- European cover art (Amiga version)
- Developer: Zeppelin Games
- Publisher: Zeppelin Games
- Composer: Adam McCrory
- Platforms: Amiga Commodore 64 ZX Spectrum Amstrad CPC
- Release: Amiga: NA: 1992; EU: 1992;
- Genre: Sports
- Modes: Single-player, multiplayer

= American Tag-Team Wrestling =

1992 video game

American Tag-Team Wrestling is a 1992 professional wrestling video game that was released for multiple platforms. The storyline surrounds a tag team tournament. Each tag team is trying to win the tag team championship belt by taking down all possible opponents.

==Gameplay==
The style of wrestling used in the game is the tag team wrestling practiced during the 1980s professional wrestling boom. Players can tag in their partner if they are weakened; wrestlers slowly recover outside of the ring for future play. Single matches and King of the Ring-style tournaments can be played. Some of the wrestlers are based on real World Wrestling Federation (WWF) wrestlers such as Macho Man Randy Savage, Hulk Hogan and The Missing Link. Each tag team consists of two team members who contradict each other; forcing players to analyze each other's strengths and weaknesses. While they look different on the character select screen, both tag team partners have an identical appearance on the ZX Spectrum version of the game.

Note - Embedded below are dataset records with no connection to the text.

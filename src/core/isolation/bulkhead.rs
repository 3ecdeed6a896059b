use crate::base::CommandKey;
use crate::command::CommandConfig;
use crate::{logging, utils};
use serde::Serialize;
use std::fmt;
use std::sync::{Arc, Condvar, Mutex};
use std::time::Instant;

/// `BulkheadMetrics` is a point-in-time view of a bulkhead.
#[derive(Debug, Clone, Copy, Default, PartialEq, Eq, Serialize)]
pub struct BulkheadMetrics {
    pub max_concurrency: u32,
    pub queue_capacity: u32,
    /// permits acquired and not yet released
    pub active: u32,
    /// callers waiting for a permit
    pub queued: u32,
}

#[derive(Debug)]
struct BulkheadState {
    active: u32,
    queued: u32,
    max_concurrency: u32,
    queue_capacity: u32,
    queue_timeout_ms: u64,
}

/// `Bulkhead` bounds how many attempts of one command key run at the same time.
/// Callers above `max_concurrency` may wait in a queue of `queue_capacity` slots
/// for at most `queue_timeout_ms`, the rest are rejected at once.
pub struct Bulkhead {
    key: CommandKey,
    state: Mutex<BulkheadState>,
    permit_available: Condvar,
}

impl fmt::Debug for Bulkhead {
    fn fmt(&self, f: &mut fmt::Formatter<'_>) -> fmt::Result {
        f.debug_struct("Bulkhead")
            .field("key", &self.key)
            .field("metrics", &self.metrics())
            .finish()
    }
}

impl Bulkhead {
    pub fn new(key: CommandKey, config: &CommandConfig) -> Self {
        Bulkhead {
            key,
            state: Mutex::new(BulkheadState {
                active: 0,
                queued: 0,
                max_concurrency: config.max_concurrency,
                queue_capacity: config.queue_capacity,
                queue_timeout_ms: config.queue_timeout_ms,
            }),
            permit_available: Condvar::new(),
        }
    }

    pub fn key(&self) -> &CommandKey {
        &self.key
    }

    /// `acquire` returns a permit, or `None` when the attempt must be rejected.
    /// The permit goes back to the bulkhead when it is dropped.
    pub fn acquire(self: &Arc<Self>) -> Option<Permit> {
        let mut state = self.state.lock().unwrap();
        if state.active < state.max_concurrency {
            state.active += 1;
            return Some(Permit::new(Arc::clone(self)));
        }
        if state.queued >= state.queue_capacity {
            logging::debug!(
                "[Bulkhead] {} rejected, active: {}, queued: {}",
                self.key,
                state.active,
                state.queued
            );
            return None;
        }

        let deadline = utils::deadline_after_ms(state.queue_timeout_ms);
        state.queued += 1;
        loop {
            if state.active < state.max_concurrency {
                state.queued -= 1;
                state.active += 1;
                return Some(Permit::new(Arc::clone(self)));
            }
            let now = Instant::now();
            if now >= deadline {
                state.queued -= 1;
                logging::debug!("[Bulkhead] {} rejected after waiting in queue", self.key);
                return None;
            }
            let (guard, _) = self
                .permit_available
                .wait_timeout(state, deadline - now)
                .unwrap();
            state = guard;
        }
    }

    fn release(&self) {
        let mut state = self.state.lock().unwrap();
        state.active = state.active.saturating_sub(1);
        drop(state);
        self.permit_available.notify_one();
    }

    /// `update` applies new limits. Permits already handed out are never revoked,
    /// new acquisitions wait until the count drops under a lowered limit.
    pub fn update(&self, config: &CommandConfig) {
        let mut state = self.state.lock().unwrap();
        let grown = config.max_concurrency > state.max_concurrency;
        state.max_concurrency = config.max_concurrency;
        state.queue_capacity = config.queue_capacity;
        state.queue_timeout_ms = config.queue_timeout_ms;
        drop(state);
        if grown {
            self.permit_available.notify_all();
        }
    }

    pub fn metrics(&self) -> BulkheadMetrics {
        let state = self.state.lock().unwrap();
        BulkheadMetrics {
            max_concurrency: state.max_concurrency,
            queue_capacity: state.queue_capacity,
            active: state.active,
            queued: state.queued,
        }
    }
}

/// `Permit` is one unit of bulkhead capacity, held for the lifetime of one attempt.
#[derive(Debug)]
pub struct Permit {
    bulkhead: Arc<Bulkhead>,
}

impl Permit {
    fn new(bulkhead: Arc<Bulkhead>) -> Self {
        Permit { bulkhead }
    }
}

impl Drop for Permit {
    fn drop(&mut self) {
        self.bulkhead.release();
    }
}

#[cfg(test)]
mod test {
    use super::*;
    use rand::Rng;
    use std::sync::atomic::{AtomicU32, Ordering};
    use std::thread;
    use std::time::Duration;

    fn bulkhead(max_concurrency: u32, queue_capacity: u32, queue_timeout_ms: u64) -> Arc<Bulkhead> {
        Arc::new(Bulkhead::new(
            "remote".into(),
            &CommandConfig {
                max_concurrency,
                queue_capacity,
                queue_timeout_ms,
                ..Default::default()
            },
        ))
    }

    #[test]
    fn acquire_and_release() {
        let bulkhead = bulkhead(2, 0, 0);
        let first = bulkhead.acquire().unwrap();
        let second = bulkhead.acquire().unwrap();
        assert_eq!(bulkhead.metrics().active, 2);
        assert!(bulkhead.acquire().is_none());
        drop(first);
        assert_eq!(bulkhead.metrics().active, 1);
        let third = bulkhead.acquire();
        assert!(third.is_some());
        drop(second);
        drop(third);
        assert_eq!(bulkhead.metrics().active, 0);
    }

    #[test]
    fn queued_waiter_gets_released_permit() {
        let bulkhead = bulkhead(1, 1, 1000);
        let permit = bulkhead.acquire().unwrap();
        let waiter = thread::spawn({
            let bulkhead = Arc::clone(&bulkhead);
            move || bulkhead.acquire().is_some()
        });
        while bulkhead.metrics().queued == 0 {
            thread::yield_now();
        }
        // the queue is full, no waiting for this one
        let start = Instant::now();
        assert!(bulkhead.acquire().is_none());
        assert!(start.elapsed() < Duration::from_millis(100));

        drop(permit);
        assert!(waiter.join().unwrap());
        assert_eq!(bulkhead.metrics(), BulkheadMetrics {
            max_concurrency: 1,
            queue_capacity: 1,
            active: 0,
            queued: 0,
        });
    }

    #[test]
    fn unbounded_queue_wait() {
        let bulkhead = bulkhead(1, 1, u64::MAX);
        let permit = bulkhead.acquire().unwrap();
        let waiter = thread::spawn({
            let bulkhead = Arc::clone(&bulkhead);
            move || bulkhead.acquire().is_some()
        });
        while bulkhead.metrics().queued == 0 {
            thread::yield_now();
        }
        thread::sleep(Duration::from_millis(10));
        assert_eq!(bulkhead.metrics().queued, 1);
        drop(permit);
        assert!(waiter.join().unwrap());
        assert_eq!(bulkhead.metrics().queued, 0);
    }

    #[test]
    fn queue_wait_elapses() {
        let bulkhead = bulkhead(1, 1, 30);
        let _permit = bulkhead.acquire().unwrap();
        let start = Instant::now();
        assert!(bulkhead.acquire().is_none());
        assert!(start.elapsed() >= Duration::from_millis(30));
        assert_eq!(bulkhead.metrics().queued, 0);
    }

    #[test]
    fn update_limits() {
        let bulkhead = bulkhead(1, 1, 1000);
        let permit = bulkhead.acquire().unwrap();
        let waiter = thread::spawn({
            let bulkhead = Arc::clone(&bulkhead);
            move || bulkhead.acquire()
        });
        while bulkhead.metrics().queued == 0 {
            thread::yield_now();
        }
        bulkhead.update(&CommandConfig {
            max_concurrency: 2,
            queue_capacity: 1,
            ..Default::default()
        });
        let second = waiter.join().unwrap();
        assert!(second.is_some());
        assert_eq!(bulkhead.metrics().active, 2);

        // lowering the limit does not revoke permits
        bulkhead.update(&CommandConfig {
            max_concurrency: 1,
            queue_capacity: 0,
            ..Default::default()
        });
        assert_eq!(bulkhead.metrics().active, 2);
        drop(permit);
        assert!(bulkhead.acquire().is_none());
        drop(second);
        assert!(bulkhead.acquire().is_some());
    }

    #[test]
    fn concurrency_never_exceeds_limit() {
        const MAX_CONCURRENCY: u32 = 4;
        let bulkhead = bulkhead(MAX_CONCURRENCY, 8, 5);
        let in_flight = Arc::new(AtomicU32::new(0));
        let peak = Arc::new(AtomicU32::new(0));
        let mut handles = Vec::new();
        for _ in 0..64 {
            let bulkhead = Arc::clone(&bulkhead);
            let in_flight = Arc::clone(&in_flight);
            let peak = Arc::clone(&peak);
            handles.push(thread::spawn(move || {
                let mut rng = rand::thread_rng();
                for _ in 0..20 {
                    if let Some(permit) = bulkhead.acquire() {
                        let now = in_flight.fetch_add(1, Ordering::SeqCst) + 1;
                        peak.fetch_max(now, Ordering::SeqCst);
                        assert!(bulkhead.metrics().active <= MAX_CONCURRENCY);
                        thread::sleep(Duration::from_micros(rng.gen_range(0..500)));
                        in_flight.fetch_sub(1, Ordering::SeqCst);
                        drop(permit);
                    }
                }
            }));
        }
        for h in handles {
            h.join().unwrap();
        }
        assert!(peak.load(Ordering::SeqCst) <= MAX_CONCURRENCY);
        assert_eq!(bulkhead.metrics().active, 0);
        assert_eq!(bulkhead.metrics().queued, 0);
    }
}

A vast selection of kicks, punches and grapples can be used in order to outwit the competition. However, only seven are officially indicated in the ZX Spectrum manual. Each round is timed, similar to boxing and unlike the actual WWF matches of that era. There are also grudge matches that randomly appear after every tournament bout in addition to referee decisions that can go either way.

Both players share the same screen while playing the game; allow both players to see each other without any distractions from a split screen. While the game was released two years after WrestleMania VI which ended the 1980s wrestling boom; it is acknowledged that a lot of the characteristics are based on the family-friendly style of wrestling performed during the 1980s.